The Hotel Rex is low cost, functional and tasteful. Most of the clientele appeared to be non-English-speaking German nationals, complete with guidebooks, maps and a blond child in tow. Serious travelers, they were polite, if distant and self-absorbed. One knew where one stood. Feet firmly on the ground. No waiting around for Godot. No looking for the meaning of life. Philosophy by numbers. It was as if the world of Igmar and his enigmatic dance of death did not exist. We are all Berliners, n'est ce pas?

Not so fast ... I've only been at the Diplomat a few hours but already I sense that I will after all, find the strange world of Igmar Bergman and the black and white Swedish show.

For starters, after only ten minutes I discovered my true inner being. I'd never realised it before. I was, I am ... a perfect mix of New York and Australian.

It happened like this.

Lift Entrance, Hotel Diplomat
I arrived at the hotel Diplomat and was confronted in the lobby, with an old fashioned elevator - one like in the movies, where you have to manually open the door, and then manually open an inner door and then crank it up, or down or wherever you wish to go.

So I pushed the button and stood for some long minutes, staring at the elevator entrance, noting the sign that clearly stated that Reception was "one flight above".

Nothing. Nix. Nyet. I waited. I looked behind me, shrugging, at a late-middle-aged couple seated on a sofa, with suitcases, clearly ready to depart. They stared straight ahead. Expressionless.

Minutes flew by.

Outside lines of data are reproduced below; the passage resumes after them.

use crate::level::Level;
use crate::logger::FlowLogger;
use crate::record::Fields;
use serde_json::Value;
use std::sync::{
    atomic::{AtomicU64, Ordering},
    Arc,
};
use tracing::{Event, Subscriber};
use tracing_subscriber::layer::{Context, Layer};
use tracing_subscriber::registry::LookupSpan;

/// `tracing_subscriber` layer that forwards `tracing` events into a
/// [`FlowLogger`].
///
/// Events pick up the request context and call path of the chain that
/// emitted them, exactly like direct logger calls. Fields named
/// `function`, `error_code`, `duration_ms` and `stack_trace` fill the typed
/// record fields; everything else becomes an extension field.
pub struct FlowLayer {
    logger: Arc<FlowLogger>,
    /// Total events seen by the layer (before filtering by level).
    pub total_events: Arc<AtomicU64>,
    /// Events that passed the logger's threshold.
    pub forwarded_events: Arc<AtomicU64>,
}

impl FlowLayer {
    pub fn new(logger: Arc<FlowLogger>) -> Self {
        Self {
            logger,
            total_events: Arc::new(AtomicU64::new(0)),
            forwarded_events: Arc::new(AtomicU64::new(0)),
        }
    }
}

impl<S> Layer<S> for FlowLayer
where
    S: Subscriber + for<'span> LookupSpan<'span>,
{
    fn on_event(&self, event: &Event<'_>, _ctx: Context<'_, S>) {
        self.total_events.fetch_add(1, Ordering::Relaxed);
        let level = Level::from(event.metadata().level());
        if !self.logger.enabled(level) {
            return;
        }

        let mut fields = Fields::new();
        let mut message: Option<String> = None;
        let mut visitor = FieldVisitor {
            fields: &mut fields,
            message: &mut message,
        };
        event.record(&mut visitor);

        let message = message.unwrap_or_else(|| event.metadata().target().to_string());
        self.forwarded_events.fetch_add(1, Ordering::Relaxed);
        self.logger.log(level, message, fields);
    }
}

use tracing::field::{Field, Visit};

pub struct FieldVisitor<'a> {
    pub fields: &'a mut Fields,
    pub message: &'a mut Option<String>,
}

impl<'a> FieldVisitor<'a> {
    fn put_string(&mut self, field: &Field, value: String) {
        match field.name() {
            "message" => *self.message = Some(value),
            "function" => self.fields.function = Some(value),
            "error_code" => self.fields.error_code = Some(value),
            "stack_trace" => self.fields.stack_trace = Some(value),
            name => {
                self.fields.extra.insert(name.to_string(), Value::String(value));
            }
        }
    }

    fn put_number(&mut self, field: &Field, value: Value, as_f64: Option<f64>) {
        match (field.name(), as_f64) {
            ("duration_ms", Some(ms)) => self.fields.duration_ms = Some(ms),
            (name, _) => {
                self.fields.extra.insert(name.to_string(), value);
            }
        }
    }
}

impl<'a> Visit for FieldVisitor<'a> {
    fn record_str(&mut self, field: &Field, value: &str) {
        self.put_string(field, value.to_string());
    }

    fn record_i64(&mut self, field: &Field, value: i64) {
        self.put_number(field, Value::from(value), Some(value as f64));
    }

    fn record_u64(&mut self, field: &Field, value: u64) {
        self.put_number(field, Value::from(value), Some(value as f64));
    }

    fn record_f64(&mut self, field: &Field, value: f64) {
        self.put_number(field, Value::from(value), Some(value));
    }

    fn record_bool(&mut self, field: &Field, value: bool) {
        self.fields.extra.insert(field.name().to_string(), Value::from(value));
    }

    fn record_debug(&mut self, field: &Field, value: &dyn std::fmt::Debug) {
        self.put_string(field, format!("{:?}", value));
    }
}

#[cfg(test)]
mod tests {
    use super::*;
    use crate::init::LoggerConfig;
    use crate::memory_sink::MemorySink;
    use crate::sink::LogSink;
    use tracing_subscriber::layer::SubscriberExt;
    use tracing_subscriber::Registry;

    #[test]
    fn events_become_structured_records() {
        let memory = Arc::new(MemorySink::new());
        let logger = Arc::new(FlowLogger::with_sinks(
            LoggerConfig::new("bridge").json(true).level("INFO"),
            vec![memory.clone() as Arc<dyn LogSink>],
        ));
        let layer = FlowLayer::new(logger);
        let total = Arc::clone(&layer.total_events);
        let forwarded = Arc::clone(&layer.forwarded_events);
        let subscriber = Registry::default().with(layer);

        tracing::subscriber::with_default(subscriber, || {
            tracing::debug!("dropped by threshold");
            tracing::warn!(order_id = 123, duration_ms = 4.5, function = "submit", "order slow");
        });

        assert_eq!(total.load(Ordering::Relaxed), 2);
        assert_eq!(forwarded.load(Ordering::Relaxed), 1);
        let lines = memory.json_lines();
        assert_eq!(lines.len(), 1);
        let record = &lines[0];
        assert_eq!(record["level"], "WARNING");
        assert_eq!(record["message"], "order slow");
        assert_eq!(record["function"], "submit");
        assert_eq!(record["duration_ms"].as_f64(), Some(4.5));
        assert_eq!(record["order_id"].as_i64(), Some(123));
    }
}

I realised nothing was happening and so tentatively pushed the outer door sideways. It opened. It had been waiting for me all that time.

I turned to the refined-looking couple behind me. "Thanks for letting me know," I snapped.

And in that split second I wondered. Was I New Yorker? Or Australian. Both I thought. And how.

The female half of the couple on the sofa spoke. She was English. Oblivious in their Englishness, the refined couple did not appear (as would Americans) embarrassed or (as would Australians) belligerent /defensive, but unhurried and confident. After all, Britannia once ruled the world! Lifts or no lifts. "Oh," she enunciated, "it happened to us didn't it George you just open it and go up. But there's no reception there either. It is behind you. We'd label it correctly, in England, of course!"

As I thanked her, I noticed a slight wince as she detected the colonial accent.

And off I trotted to Reception with a question or six. But I had to wait.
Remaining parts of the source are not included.